Figuring out how a molecule interacts with light is a “very detailed computational problem,” he says. “It literally occupies a whole graduate thesis just to study one of these.”

One of those theses has Sousa-Silva’s name on it.

A possible sign of life on Venus?

During her Ph.D. at University College London, Sousa-Silva simulated the light spectrum of phosphine — a simple molecule that she says is still her absolute favorite. Phosphine is considered a potential biosignature because it’s easily made by life but considered unlikely to form on a lifeless, Earthlike planet.

“I know no one else who is so knowledgeable about one molecule — any molecule,” Burgasser says.

So when astronomers thought they might have detected the toxic gas in Venus’ atmosphere, they knew exactly who to call. A team including Sousa-Silva announced in 2020 that they’d detected phosphine in the atmosphere — which many, including Sousa-Silva, interpreted as a possible sign of life on the planet (SN: 9/14/20).

The detection itself and its interpretation as a sign of life have since been called into question (SN: 10/28/20), including by Sousa-Silva herself. But the announcement got scientists thinking more seriously about phosphine. Researchers have continued to debate what detecting phosphine might mean, on Venus or an exoplanet, and to understand possible abiotic sources of the gas. As interest in the molecule grew, Sousa-Silva’s deep expertise drew her into the spotlight and “really put her on the map,” Burgasser adds.

How to talk about biosignatures

While Sousa-Silva still spends much of her time puzzling out the individual spectra of molecules scientists might spot in space, she has plenty else on her agenda.

She thinks a lot about how scientists can identify molecules more reliably. One of her students is currently working on a new way to quantify how astronomers can be certain that they’ve detected a gas — any gas — in a planetary atmosphere based on spectral data.

She also wants to find better ways to talk with the public about the uncertainties that come with biosignatures. “There’s an expectation that if we find aliens, we’ll know — we’ll be so sure. And that is so deeply unlikely,” Sousa-Silva says. “I think we’re so unprepared to communicate that.”

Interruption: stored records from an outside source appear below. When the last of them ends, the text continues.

//! # Sentry Metrics
//!
//! Metrics for calls to the Sentry REST API.

use crate::observability::metrics::registry::REGISTRY;
use anyhow::Result;
use prometheus::IntCounterVec;
use std::sync::LazyLock;

static SENTRY_API_REQUESTS_TOTAL: LazyLock<IntCounterVec> = LazyLock::new(|| {
    IntCounterVec::new(
        prometheus::Opts::new(
            "sentry_operator_sentry_api_requests_total",
            "Total number of Sentry API requests by HTTP method and response status",
        ),
        &["method", "status"],
    )
    .expect("Failed to create SENTRY_API_REQUESTS_TOTAL metric - this should never happen")
});

/// Register Sentry metrics with the registry
pub(crate) fn register_sentry_metrics() -> Result<()> {
    REGISTRY.register(Box::new(SENTRY_API_REQUESTS_TOTAL.clone()))?;
    Ok(())
}

/// Count a Sentry request; `status` is the HTTP status or `error` for transport failures
pub fn increment_sentry_requests(method: &str, status: &str) {
    SENTRY_API_REQUESTS_TOTAL
        .with_label_values(&[method, status])
        .inc();
}
//! # Team
//!
//! Declarative specification of a Sentry team.

use kube::CustomResource;
use serde::{Deserialize, Serialize};

use super::SyncStatus;

/// Team Custom Resource Definition
///
/// # Example
///
/// ```yaml
/// apiVersion: sentry.microscaler.io/v1alpha1
/// kind: Team
/// metadata:
///   name: platform
///   namespace: default
/// spec:
///   name: Platform
///   slug: platform
/// ```
#[derive(CustomResource, Debug, Clone, PartialEq, Eq, Deserialize, Serialize, schemars::JsonSchema)]
#[kube(
    kind = "Team",
    group = "sentry.microscaler.io",
    version = "v1alpha1",
    namespaced,
    status = "SyncStatus",
    shortname = "sentryteam",
    printcolumn = r#"{"name":"Status", "type":"string", "jsonPath":".status.condition"}"#,
    printcolumn = r#"{"name":"Age", "type":"date", "jsonPath":".metadata.creationTimestamp"}"#
)]
#[serde(rename_all = "camelCase")]
pub struct TeamSpec {
    /// Name of the Sentry team
    #[schemars(length(min = 1, max = 50))]
    pub name: String,
    /// Slug of the Sentry team. Sentry derives one from the name when omitted.
    #[serde(default)]
    pub slug: Option<String>,
}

And mentorship has a big place in Sousa-Silva’s packed calendar. While at MIT, she ran the Science Research Mentoring Program at MIT and Harvard, which pairs high school students with astrophysicists to do research for a year. It’s not the first time she has worked with high schoolers; before heading to MIT, she founded the ORBYTS science outreach program (which also pairs scientists with high schoolers), and taught science in London high schools.

Within her own lab, Sousa-Silva focuses on preparing her students to step up, train each other and carry on the multigenerational project of filling in the “missing spectra.” In the long term, she sees her students leading more and more research.

However, she does admit that she wouldn’t mind continuing to lead some “less respectable” science projects. For instance, there’s some evidence that will-o’-the-wisps — bobbing ghost lights from folklore — might be phosphine-powered fireballs.

She spent much of her early career “just trying to be taken seriously — I wouldn’t even say the word alien,” she says. “As a woman in science … I felt like I really couldn’t afford to lose any respectability.”

Things have changed. Alien hunting is still off the table. But, she says, “I really would like to do some ghost-busting.”